Exotic Gardening with Rare and Strange Plants

Can you believe I’ve only been a plant lunatic for five years now? Oh how time flies when you spend afternoons watching seedlings mature into trees. An interest in marigolds evolved into caudiciforms, a curiosity¬†turned into obsession. On the hot days of summer I find myself chasing watering cans, from greenhouse to back yard, why is my life so utterly un-irrigated. Plants hold precedence, and drink they must.

I work at a flower factory, come home and admire them some more. I remember days when it was all shades of green, a lacking of understanding created a visual blindness. I’ve always been fascinated in watching people’s observational skills, it’s interesting to see what people pick up on and notice. Some friends and acquaintances visit the back yard grotto with little more then a “hey nice” while others leave amazed. I often find myself planting, manicuring and nurturing the collection with the momentum of some greater purpose, but inherently it’s all for selfish reasons. No one will notice the intricacy of my madness, much like painting, it’s the sum of the whole.

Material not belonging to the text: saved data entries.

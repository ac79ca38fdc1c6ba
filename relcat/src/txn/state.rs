// Copyright (c) 2024-2025 DeepGraph Inc.
// SPDX-License-Identifier: Apache-2.0
//
//! Transaction identity, status and the per-transaction operation log

use chrono::{DateTime, Utc};
use serde::{Deserialize, Serialize};
use std::fmt;

/// Identifier of one transaction; later transactions compare greater
#[derive(Debug, Clone, Copy, PartialEq, Eq, Hash, PartialOrd, Ord, Serialize, Deserialize)]
pub struct TransactionId(u64);

impl TransactionId {
    pub fn id(&self) -> u64 {
        self.0
    }

    pub fn from_u64(id: u64) -> Self {
        TransactionId(id)
    }
}

impl fmt::Display for TransactionId {
    fn fmt(&self, f: &mut fmt::Formatter<'_>) -> fmt::Result {
        write!(f, "txn_{}", self.0)
    }
}

#[derive(Debug, Clone, PartialEq, Eq, Serialize, Deserialize)]
pub enum TransactionStatus {
    Active,
    Committed,
    Aborted,
    /// Finalizing the write set hit a storage error
    Failed(String),
}

#[derive(Debug, Clone, Copy, PartialEq, Eq, Serialize, Deserialize)]
pub enum AccessMode {
    ReadOnly,
    ReadWrite,
}

/// Catalog-level action recorded against a transaction
#[derive(Debug, Clone, Copy, PartialEq, Eq, Serialize, Deserialize)]
pub enum OperationType {
    Select,
    Insert,
    Delete,
    CreateTable,
    DropTable,
    CreateIndex,
    Other,
}

impl OperationType {
    /// Whether the action changes rows
    pub fn is_modification(self) -> bool {
        matches!(self, OperationType::Insert | OperationType::Delete)
    }
}

/// One entry of the operation log
#[derive(Debug, Clone, Serialize, Deserialize)]
pub struct LoggedOperation {
    pub kind: OperationType,
    /// Table or object the action touched, e.g. `pg_trigger row 4`
    pub target: String,
    pub at: DateTime<Utc>,
}

/// Mutable part of a transaction, guarded by its context
#[derive(Debug, Clone, Serialize, Deserialize)]
pub struct TransactionState {
    pub id: TransactionId,
    pub status: TransactionStatus,
    pub access_mode: AccessMode,
    pub started_at: DateTime<Utc>,
    pub finished_at: Option<DateTime<Utc>>,
    pub log: Vec<LoggedOperation>,
    /// Row inserts plus row deletes so far
    pub modifications: u64,
}

impl TransactionState {
    pub fn new(id: TransactionId, access_mode: AccessMode) -> Self {
        Self {
            id,
            status: TransactionStatus::Active,
            access_mode,
            started_at: Utc::now(),
            finished_at: None,
            log: Vec::new(),
            modifications: 0,
        }
    }

    pub fn record(&mut self, kind: OperationType, target: String) {
        if kind.is_modification() {
            self.modifications += 1;
        }
        self.log.push(LoggedOperation {
            kind,
            target,
            at: Utc::now(),
        });
    }

    pub fn commit(&mut self) {
        self.finish(TransactionStatus::Committed);
    }

    pub fn abort(&mut self) {
        self.finish(TransactionStatus::Aborted);
    }

    pub fn fail(&mut self, reason: String) {
        self.finish(TransactionStatus::Failed(reason));
    }

    fn finish(&mut self, status: TransactionStatus) {
        self.status = status;
        self.finished_at = Some(Utc::now());
    }

    pub fn is_active(&self) -> bool {
        self.status == TransactionStatus::Active
    }

    pub fn is_read_only(&self) -> bool {
        self.access_mode == AccessMode::ReadOnly
    }

    /// Time from begin to finish, or to now while still running
    pub fn elapsed(&self) -> chrono::Duration {
        self.finished_at.unwrap_or_else(Utc::now) - self.started_at
    }
}

#[cfg(test)]
mod tests {
    use super::*;

    #[test]
    fn test_only_row_changes_count_as_modifications() {
        let mut state = TransactionState::new(TransactionId::from_u64(1), AccessMode::ReadWrite);
        state.record(OperationType::Select, "pg_namespace".to_string());
        state.record(OperationType::Insert, "pg_namespace row 0".to_string());
        state.record(OperationType::Delete, "pg_namespace row 0".to_string());
        assert_eq!(state.modifications, 2);
        assert_eq!(state.log.len(), 3);

        state.commit();
        assert!(!state.is_active());
        assert_eq!(state.status, TransactionStatus::Committed);
        assert!(state.elapsed() >= chrono::Duration::zero());
    }
}
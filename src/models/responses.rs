//! Response DTOs for the video proxy API
//!
//! Defines the structure of outgoing HTTP response bodies.

use serde::Serialize;

use crate::cache::{InfoCachePolicy, ProxyStats};
use crate::service::{DownloadedVideo, RemoteStats, VideoInfo, VideoSummary};

/// Response body for GET /videos
#[derive(Debug, Clone, Serialize)]
pub struct VideoListResponse {
    /// Listed videos
    pub videos: Vec<VideoSummary>,
    /// Number of listed videos
    pub count: usize,
}

impl VideoListResponse {
    pub fn new(videos: Vec<VideoSummary>) -> Self {
        Self {
            count: videos.len(),
            videos,
        }
    }
}

/// Response body for GET /videos/:id
#[derive(Debug, Clone, Serialize)]
pub struct VideoInfoResponse {
    pub video: VideoInfo,
}

/// Response body for GET /videos/:id/download
#[derive(Debug, Clone, Serialize)]
pub struct DownloadResponse {
    pub video: DownloadedVideo,
}

/// Response body for POST /refresh
#[derive(Debug, Clone, Serialize)]
pub struct RefreshResponse {
    /// Success message
    pub message: String,
    /// Refresh epoch after the refresh
    pub epoch: u64,
}

impl RefreshResponse {
    /// Creates a new RefreshResponse
    pub fn new(epoch: u64) -> Self {
        Self {
            message: format!("Cache invalidated, now at epoch {}", epoch),
            epoch,
        }
    }
}

/// Response body for the stats endpoint (GET /stats)
#[derive(Debug, Clone, Serialize)]
pub struct StatsResponse {
    /// Per-operation memoization counters
    pub cache: ProxyStats,
    /// Requests that reached the remote service
    pub remote: RemoteStats,
    /// Hit rate over all operations
    pub hit_rate: f64,
    /// Current refresh epoch
    pub epoch: u64,
    /// Keying policy of the info cache
    pub info_cache_policy: InfoCachePolicy,
}

impl StatsResponse {
    /// Creates a new StatsResponse from proxy and remote statistics
    pub fn new(
        cache: ProxyStats,
        remote: RemoteStats,
        epoch: u64,
        info_cache_policy: InfoCachePolicy,
    ) -> Self {
        Self {
            hit_rate: cache.total().hit_rate(),
            cache,
            remote,
            epoch,
            info_cache_policy,
        }
    }
}

/// Response body for the health endpoint (GET /health)
#[derive(Debug, Clone, Serialize)]
pub struct HealthResponse {
    /// Health status (e.g., "healthy")
    pub status: String,
    /// Current timestamp in ISO 8601 format
    pub timestamp: String,
}

impl HealthResponse {
    /// Creates a new HealthResponse with current timestamp
    pub fn healthy() -> Self {
        Self {
            status: "healthy".to_string(),
            timestamp: chrono::Utc::now().to_rfc3339(),
        }
    }
}
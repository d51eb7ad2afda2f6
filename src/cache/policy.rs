//! Info Cache Policy
//!
//! Decides how video metadata lookups map onto cache keys.

use std::fmt;
use std::str::FromStr;

use serde::Serialize;

use crate::error::ProxyError;
use crate::service::VideoId;

// == Info Cache Policy ==
/// Keying policy for the video info cache.
#[derive(Debug, Clone, Copy, Default, PartialEq, Eq, Serialize)]
#[serde(rename_all = "snake_case")]
pub enum InfoCachePolicy {
    /// One entry per video id
    #[default]
    PerId,
    /// One global slot shared by every id.
    ///
    /// Once any info is cached, lookups for other ids return it until the
    /// next forced refresh.
    SingleSlot,
}

impl InfoCachePolicy {
    /// Maps a requested id onto its cache key under this policy.
    ///
    /// `None` is the shared slot.
    pub fn cache_key(self, id: VideoId) -> Option<VideoId> {
        match self {
            InfoCachePolicy::PerId => Some(id),
            InfoCachePolicy::SingleSlot => None,
        }
    }

    pub fn as_str(self) -> &'static str {
        match self {
            InfoCachePolicy::PerId => "per_id",
            InfoCachePolicy::SingleSlot => "single_slot",
        }
    }
}

impl fmt::Display for InfoCachePolicy {
    fn fmt(&self, f: &mut fmt::Formatter<'_>) -> fmt::Result {
        f.write_str(self.as_str())
    }
}

impl FromStr for InfoCachePolicy {
    type Err = ProxyError;

    fn from_str(s: &str) -> Result<Self, Self::Err> {
        let name = s.trim();
        match name.to_ascii_lowercase().as_str() {
            "per_id" | "per-id" => Ok(InfoCachePolicy::PerId),
            "single_slot" | "single-slot" => Ok(InfoCachePolicy::SingleSlot),
            _ => Err(ProxyError::UnknownPolicy(name.to_string())),
        }
    }
}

Today I gave a tour of the greenhouse and my collection to some of the Cacti and Succulent Society members. Of course wouldn’t you know it, plan a garden tour, expect rain. It was fun but wet, talking amongst the other enthusiasts it’s apparent I’ve gone over the deep end. Plants aren’t just a hobby to me, they have become a way of life. While I could imagine eventually downgrading the collection, I could never be without plants all together. I’ve lost interest in following the hot new bands, video-games and bar flies, the latest botanical oddity seems to excite me more. Let’s take a break from gardening and go check out some nurseries, or maybe we could go visit a park and stare at some old growth specimens…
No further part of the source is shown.